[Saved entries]
════════════════════
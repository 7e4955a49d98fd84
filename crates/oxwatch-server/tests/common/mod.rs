#![allow(dead_code)]

use anyhow::Result;
use async_trait::async_trait;
use axum::body::{to_bytes, Body};
use axum::http::{Request, StatusCode};
use chrono::{DateTime, Duration, TimeZone, Utc};
use oxwatch_alert::{MetricsSource, SampleSet};
use oxwatch_common::types::LabelSet;
use oxwatch_notify::plugin::{ChannelPlugin, ChannelRegistry};
use oxwatch_notify::silence::SilenceStore;
use oxwatch_notify::{DeliveryError, Notification, NotificationChannel};
use oxwatch_server::app;
use oxwatch_server::config::ServerConfig;
use oxwatch_server::engine::Engine;
use oxwatch_server::snapshot::ConfigSnapshot;
use oxwatch_server::state::AppState;
use serde_json::Value;
use std::collections::HashMap;
use std::sync::{Arc, Mutex};
use tempfile::TempDir;
use tower::util::ServiceExt;

pub fn t0() -> DateTime<Utc> {
    Utc.with_ymd_and_hms(2024, 6, 1, 12, 0, 0).unwrap()
}

pub fn at(secs: i64) -> DateTime<Utc> {
    t0() + Duration::seconds(secs)
}

pub fn labels(pairs: &[(&str, &str)]) -> LabelSet {
    pairs
        .iter()
        .map(|(k, v)| (k.to_string(), v.to_string()))
        .collect()
}

/// Metrics source whose answers are set per expression by the test.
#[derive(Default)]
pub struct ScriptedMetrics {
    answers: Mutex<HashMap<String, Result<SampleSet, String>>>,
}

impl ScriptedMetrics {
    pub fn set(&self, expr: &str, samples: Vec<(LabelSet, f64)>) {
        let set: SampleSet = samples.into_iter().collect();
        self.answers.lock().unwrap().insert(expr.to_string(), Ok(set));
    }

    pub fn clear(&self, expr: &str) {
        self.answers
            .lock()
            .unwrap()
            .insert(expr.to_string(), Ok(SampleSet::new()));
    }

    pub fn fail(&self, expr: &str, message: &str) {
        self.answers
            .lock()
            .unwrap()
            .insert(expr.to_string(), Err(message.to_string()));
    }
}

#[async_trait]
impl MetricsSource for ScriptedMetrics {
    async fn evaluate(&self, expr: &str, _at: DateTime<Utc>) -> anyhow::Result<SampleSet> {
        match self.answers.lock().unwrap().get(expr) {
            Some(Ok(samples)) => Ok(samples.clone()),
            Some(Err(message)) => Err(anyhow::anyhow!(message.clone())),
            None => Ok(SampleSet::new()),
        }
    }
}

/// Every notification delivered to any `recording` receiver.
pub type Outbox = Arc<Mutex<Vec<Notification>>>;

struct RecordingChannel {
    outbox: Outbox,
}

#[async_trait]
impl NotificationChannel for RecordingChannel {
    async fn send(&self, notification: &Notification) -> Result<(), DeliveryError> {
        self.outbox.lock().unwrap().push(notification.clone());
        Ok(())
    }

    fn channel_type(&self) -> &str {
        "recording"
    }
}

struct RecordingPlugin {
    outbox: Outbox,
}

impl ChannelPlugin for RecordingPlugin {
    fn name(&self) -> &str {
        "recording"
    }

    fn validate_config(&self, _config: &Value) -> Result<()> {
        Ok(())
    }

    fn create_channel(&self, _receiver: &str, _config: &Value) -> Result<Arc<dyn NotificationChannel>> {
        Ok(Arc::new(RecordingChannel {
            outbox: self.outbox.clone(),
        }))
    }
}

pub struct TestContext {
    pub temp_dir: TempDir,
    pub config_path: String,
    pub engine: Arc<Engine>,
    pub metrics: Arc<ScriptedMetrics>,
    pub silences: Arc<SilenceStore>,
    pub outbox: Outbox,
    pub state: AppState,
    pub app: axum::Router,
}

impl TestContext {
    pub fn sent(&self) -> Vec<Notification> {
        self.outbox.lock().unwrap().clone()
    }

    /// Runs one engine cycle at `now` and waits for the resulting deliveries.
    pub async fn step(&self, now: DateTime<Utc>) {
        self.engine.step(now).await;
        self.engine.dispatcher().wait_idle().await;
    }

    /// Steps every `every` seconds from `from` to `to`, both inclusive.
    pub async fn run(&self, from: i64, to: i64, every: i64) {
        let mut secs = from;
        while secs <= to {
            self.step(at(secs)).await;
            secs += every;
        }
    }

    pub fn write_config(&self, toml: &str) {
        std::fs::write(&self.config_path, toml).expect("config should be written");
    }
}

pub fn registry(outbox: &Outbox) -> ChannelRegistry {
    let mut registry = ChannelRegistry::default();
    registry.register(Box::new(RecordingPlugin {
        outbox: outbox.clone(),
    }));
    registry
}

/// Builds an engine (not started) and an HTTP app from a TOML config,
/// driven manually through [`TestContext::step`].
pub fn build_test_context(toml: &str) -> Result<TestContext> {
    oxwatch_common::id::init(1, 1);

    let temp_dir = tempfile::tempdir()?;
    let config_path = temp_dir.path().join("oxwatch.toml");
    std::fs::write(&config_path, toml)?;
    let config_path = config_path.to_string_lossy().to_string();

    let config = ServerConfig::load(&config_path)?;
    let outbox: Outbox = Arc::new(Mutex::new(Vec::new()));
    let registry = Arc::new(registry(&outbox));
    let snapshot = ConfigSnapshot::build(&config, &registry, 1)?;

    let metrics = Arc::new(ScriptedMetrics::default());
    let silences = Arc::new(SilenceStore::new());
    let engine = Engine::new(
        snapshot,
        metrics.clone(),
        silences.clone(),
        config.engine.clone(),
        config.dispatch.to_dispatch_config(),
    );

    let state = AppState::new(engine.clone(), silences.clone(), registry).with_config_path(&config_path);
    let app = app::build_http_app(state.clone());

    Ok(TestContext {
        temp_dir,
        config_path,
        engine,
        metrics,
        silences,
        outbox,
        state,
        app,
    })
}

/// A config with one rule on `expr`, one recording receiver and the given
/// route timing.
pub fn single_rule_config(for_secs: u64, group_wait: u64, group_interval: u64, repeat: u64) -> String {
    format!(
        r#"
[[rules]]
id = "high-error-rate"
name = "HighErrorRate"
expr = "error_rate > 0.05"
for_secs = {for_secs}
interval_secs = 15
severity = "critical"
[rules.annotations]
summary = "{{{{ $labels.service }}}} error rate {{{{ $value }}}}"

[route]
receivers = ["pager"]
group_by = ["alertname", "service"]
group_wait_secs = {group_wait}
group_interval_secs = {group_interval}
repeat_interval_secs = {repeat}

[[receivers]]
name = "pager"
type = "recording"
"#
    )
}

pub async fn request_json(app: &axum::Router, method: &str, uri: &str, body: Option<Value>) -> (StatusCode, Value) {
    let req = Request::builder()
        .method(method)
        .uri(uri)
        .header("Content-Type", "application/json")
        .body(Body::from(body.unwrap_or(Value::Null).to_string()))
        .expect("request should build");
    send(app, req).await
}

pub async fn request_no_body(app: &axum::Router, method: &str, uri: &str) -> (StatusCode, Value) {
    let req = Request::builder()
        .method(method)
        .uri(uri)
        .body(Body::empty())
        .expect("request should build");
    send(app, req).await
}

async fn send(app: &axum::Router, req: Request<Body>) -> (StatusCode, Value) {
    let resp = app
        .clone()
        .oneshot(req)
        .await
        .expect("request should be handled");
    let status = resp.status();
    let bytes = to_bytes(resp.into_body(), usize::MAX)
        .await
        .expect("body should read");
    let json = if bytes.is_empty() {
        Value::Null
    } else {
        serde_json::from_slice::<Value>(&bytes).unwrap_or_else(|_| Value::String(String::from_utf8_lossy(&bytes).into()))
    };
    (status, json)
}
════════════════════
▶ **ACTIVITY**: Tally the lines of the records that contain the word "NotificationChannel" and state the total alone.

▶ **ANSWER SECTION**: 3